02 November 2010

SF is always rational...Not!

I recently read Childhood's End (1953) by Arthur C. Clarke. You know Clarke, he's the guy that said "Any sufficiently advanced technology is indistinguishable from magic." As a famous SF author, you'd think his novels would always advocate science, technology, reason and the like. This is definitely not the case in Childhood's End. Very briefly, the story involves aliens coming to Earth and what ultimately happens to human beings.

The reader gets the first inkling of Clarke's anti-rationality/anti-science theme when “the fall of religion had been paralleled by a decline in science…the heart had been taken out of fundamental scientific research..." The novel takes a decided turn towards irrationality when the reader meets Jean, who “...really seemed to think that there was something in this business of telepathy and second sight." The aliens claim "...she may be the most important human being alive." Toward the end of Clarke's story, the Overlords' suspicions are proven correct and Jean's children transform into something else--the next stage of humanity.

In the big climax the Overlords explain what happened to the humans: “Science, it was felt, could explain everything…Yet your mystics, though they were lost in their own delusions, had seen part of the truth. There are powers of the mind, and powers beyond the mind, which your science could never have brought within its framework without shattering it entirely. All down the ages there have been countless reports of strange phenomena—poltergeists, telepathy, precognition—which you had named but never explained….they exist, and, if it is to be complete, any theory of the universe must account for them. …your scientists began to investigate these matters. They did not know it, but they were tampering with the lock of Pandora's box. The forces they might have unleashed transcended any perils that the atom could have brought. For the physicists could only have ruined the earth: the paraphysicists could have spread havoc to the stars." Thus, paraphysicists trump physicists, and the irrational trumps the rational.
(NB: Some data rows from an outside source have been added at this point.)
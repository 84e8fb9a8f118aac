//! GDAL Common Portability Library string lists.

use std::ffi::{c_char, CString};
use std::fmt::{Debug, Formatter};
use std::ptr;

use gdal_sys::{CSLCount, CSLDestroy, CSLSetNameValue};

use crate::errors::{OgrioError, Result};

/// Wraps a [`gdal_sys::CSLConstList`] (a.k.a. `char **papszStrList`), the
/// null-terminated array of `KEY=VALUE` strings GDAL takes creation options as.
pub struct CslStringList {
    list_ptr: *mut *mut c_char,
}

impl CslStringList {
    /// Creates an empty GDAL string list.
    pub fn new() -> Self {
        Self {
            list_ptr: ptr::null_mut(),
        }
    }

    /// Build a list from `(KEY, VALUE)` pairs.
    pub fn from_pairs(pairs: &[(String, String)]) -> Result<Self> {
        let mut list = Self::new();
        for (name, value) in pairs {
            list.set_name_value(name, value)?;
        }
        Ok(list)
    }

    /// Assigns `value` to `name`, overwriting duplicate `name`s.
    ///
    /// Fails if `name` has non alphanumeric characters, or `value` has newline
    /// characters.
    pub fn set_name_value(&mut self, name: &str, value: &str) -> Result<()> {
        if name.is_empty() || !name.chars().all(|c| c.is_ascii_alphanumeric() || c == '_') {
            return Err(OgrioError::BadArgument(format!(
                "Invalid characters in option name: '{name}'"
            )));
        }
        if value.contains(['\n', '\r']) {
            return Err(OgrioError::BadArgument(format!(
                "Invalid characters in option value: '{value}'"
            )));
        }
        let psz_name = CString::new(name)?;
        let psz_value = CString::new(value)?;

        unsafe {
            self.list_ptr = CSLSetNameValue(self.list_ptr, psz_name.as_ptr(), psz_value.as_ptr());
        }

        Ok(())
    }

    /// Determine the number of entries in the list.
    pub fn len(&self) -> usize {
        (unsafe { CSLCount(self.as_ptr()) }) as usize
    }

    pub fn is_empty(&self) -> bool {
        self.len() == 0
    }

    /// Get the raw pointer to the underlying data.
    pub fn as_ptr(&self) -> gdal_sys::CSLConstList {
        self.list_ptr
    }
}

impl Drop for CslStringList {
    fn drop(&mut self) {
        unsafe { CSLDestroy(self.list_ptr) }
    }
}

impl Default for CslStringList {
    fn default() -> Self {
        Self::new()
    }
}

impl Debug for CslStringList {
    fn fmt(&self, f: &mut Formatter<'_>) -> std::fmt::Result {
        f.debug_struct("CslStringList")
            .field("len", &self.len())
            .finish()
    }
}

#[cfg(test)]
mod tests {
    use super::*;

    #[test]
    fn test_from_pairs() -> Result<()> {
        let list = CslStringList::from_pairs(&[
            ("SPATIAL_INDEX".to_string(), "NO".to_string()),
            ("FID".to_string(), "fid".to_string()),
            ("SPATIAL_INDEX".to_string(), "YES".to_string()),
        ])?;
        assert_eq!(list.len(), 2);
        Ok(())
    }

    #[test]
    fn test_invalid_options() {
        let mut list = CslStringList::new();
        assert!(list.set_name_value("BAD NAME", "x").is_err());
        assert!(list.set_name_value("NAME", "a\nb").is_err());
        assert!(list.is_empty());
    }
}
Wowsa! What a bizarre theme for a SF novel! Apparently anything goes when it comes to SF.
So send us your irrational or rational SF, Fantasy or Horror stories! :)


fairyhedgehog said...

I read a lot of Clarke's stories when I was young but I remember them mostly as moon colony type stories. I had no idea he'd written something like this.

Catherine Stine said...

I just read an interesting post over at io9 that posited a possible future where magic might be proven real. An uneasy thought,, indeed!

TLH said...

Fantasy is pretty inherently irrational. If the author is good enough, you never even realize it.